Les huit courtes nouvelles de Véronique Ovaldé, sont reliées par un discret fil rouge, sans se répondre tout à fait, elles se concentrent sur un personnage central qui devient secondaire dans le récit suivant. Cette galerie de portraits confronte des personnalités très différentes : un solitaire taciturne, une agente immobilière et mère célibataire, une veuve agressée chez elle, un misanthrope morose, un taxidermiste d’origine mexicaine, une mère dépressive, une adolescente traumatisée par une amitié brisée. L’enchâssement de ces histoires donne à ce livre un ton plaisant de légèreté et de fantaisie. L’autrice y porte un regard lucide et sensible sur la condition humaine dans le monde d’aujourd’hui.

À nos vies imparfaites, Véronique Ovaldé, Flammarion, 2024.


Extrait du texte à écouter sur Spotify




L’homme demande, Vous êtes seule ? Il a un accent mais Rachel ne parvient pas à l’identifier. Elle dirait moldave pour dire quelque chose.

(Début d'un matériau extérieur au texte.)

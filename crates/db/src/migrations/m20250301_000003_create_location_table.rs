//! Create location table migration.

use sea_orm_migration::prelude::*;

#[derive(DeriveMigrationName)]
pub struct Migration;

#[async_trait::async_trait]
impl MigrationTrait for Migration {
    async fn up(&self, manager: &SchemaManager) -> Result<(), DbErr> {
        manager
            .create_table(
                Table::create()
                    .table(Location::Table)
                    .if_not_exists()
                    .col(ColumnDef::new(Location::Id).string_len(32).not_null().primary_key())
                    .col(ColumnDef::new(Location::Title).string_len(256).not_null())
                    .col(ColumnDef::new(Location::Status).string_len(16).not_null().default("active"))
                    .col(ColumnDef::new(Location::ParentId).string_len(32))
                    .col(ColumnDef::new(Location::Lft).big_integer().not_null())
                    .col(ColumnDef::new(Location::Rgt).big_integer().not_null())
                    .foreign_key(
                        ForeignKey::create()
                            .name("fk_location_parent")
                            .from(Location::Table, Location::ParentId)
                            .to(Location::Table, Location::Id)
                            .on_delete(ForeignKeyAction::Restrict),
                    )
                    .to_owned(),
            )
            .await?;

        // Index: lft / rgt (interval scans and ordering). Not unique: range
        // renumbering shifts bounds in bulk and transient collisions within
        // a statement must not trip a constraint.
        manager
            .create_index(
                Index::create()
                    .name("idx_location_lft")
                    .table(Location::Table)
                    .col(Location::Lft)
                    .to_owned(),
            )
            .await?;

        manager
            .create_index(
                Index::create()
                    .name("idx_location_rgt")
                    .table(Location::Table)
                    .col(Location::Rgt)
                    .to_owned(),
            )
            .await?;

        // Index: parent_id (direct children listing)
        manager
            .create_index(
                Index::create()
                    .name("idx_location_parent")
                    .table(Location::Table)
                    .col(Location::ParentId)
                    .to_owned(),
            )
            .await?;

        Ok(())
    }

    async fn down(&self, manager: &SchemaManager) -> Result<(), DbErr> {
        manager
            .drop_table(Table::drop().table(Location::Table).to_owned())
            .await
    }
}

#[derive(DeriveIden)]
enum Location {
    Table,
    Id,
    Title,
    Status,
    ParentId,
    Lft,
    Rgt,
}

Elle répond, Qu’est-ce que vous faites là ? Le type jette un œil dans la cuisine, ouvre la porte de la salle de bains.
Je vous prierais de sortir, dit Rachel. Elle n’a pas encore peur, elle est en colère, mais le type dit calmement, Ta gueule. Et entendre ces mots, alors que Charles ne peut à aucun moment rentrer à la maison avec le sac de courses et l’habituelle bouffée d’air parfumée au gasoil, la glace d’effroi. Elle se dit, Oh faites que je ne me pisse pas dessus devant ce type. Elle se sent atrocement seule et vulnérable, elle ne sent pas cette poussée d’adrénaline qui devrait la faire réfléchir plus vite et tenter une action à la fois judicieuse et risquée. Elle regrette seulement que Jean-Luc ne soit pas un doberman. Sur quoi la chatte vient s’enquérir de l’identité du nouvel arrivant. Elle reste sur le pas de la porte de la cuisine, elle agite lentement sa queue, expectative.
Que voulez-vous ? murmure Rachel.
Le type se tourne vers elle et répond obligeamment, J’ai besoin d’argent et j’ai besoin de manger.
Elle se souvient d’une de ses amies qui avait été agressée chez elle et, comme elle n’avait pas de liquide, le type l’avait accompagnée jusqu’au distributeur le plus proche sous la menace d’une seringue – censément infectée par le sida. La banque avait refusé de la rembourser après cela, considérant qu’elle avait elle-même tapé le code pour avoir accès à son compte, donc bon.
Elle se dit que le fait d’être vieille l’exempte de viol – elle ignore que cette condition arrête rarement les violeurs ou seulement quand ils ont quelqu’un de plus frais sous la main. Peut-être qu’il est drogué et dans ce cas, comme l’affirmait Charles, difficile d’anticiper ses réactions. Elle est toujours debout dans le salon à côté des reliefs (quel joli mot pour nommer les trucs à moitié mangés qui vous dégoûteront tout à l’heure) du repas de funérailles. Et il dit, Je viens du futur.
Nous y voilà.
Et étrangement, le fait qu’il dise une chose aussi incongrue aide Rachel à reprendre pied. C’est une phrase d’enfant ou de dingue ou d’homme qui vient du futur. Quoi qu’il en soit, il lui fait tout à coup moins peur. Elle répond, Je n’ai pas grand-chose mais je vais vous donner ce que j’ai et après vous partirez. C’est performatif comme phrase. Elle y met toute sa conviction. Elle se dirige vers sa chambre, et le type dit, Pas de conneries. Il ouvre un tiroir du meuble de cuisine, on pourrait penser qu’il habite ici et qu’il sait où trouver ce qu’il cherche, mais il est possible que tout le monde range ses grands couteaux dans le même tiroir du même meuble de cuisine, il sort le couteau pour découper les filets de poisson, sublimement pointu, elle aurait choisi le même pour faire peur à quelqu’un, et il la suit dans la chambre. Elle fouille dans la commode, elle a toujours du liquide dans une pochette en nylon. Elle lui tend la pochette. Il l’ouvre pour examiner son contenu. C’est tout ? dit-il. Je suis une vieille dame, dit Rachel. Et je ne suis pas une vieille dame riche. Mais venez à la cuisine. J’ai plein de choses à manger. Les vieilles dames n’ont pas toujours d’argent, ajoute-t-elle, mais elles ont toujours de quoi faire un bon repas.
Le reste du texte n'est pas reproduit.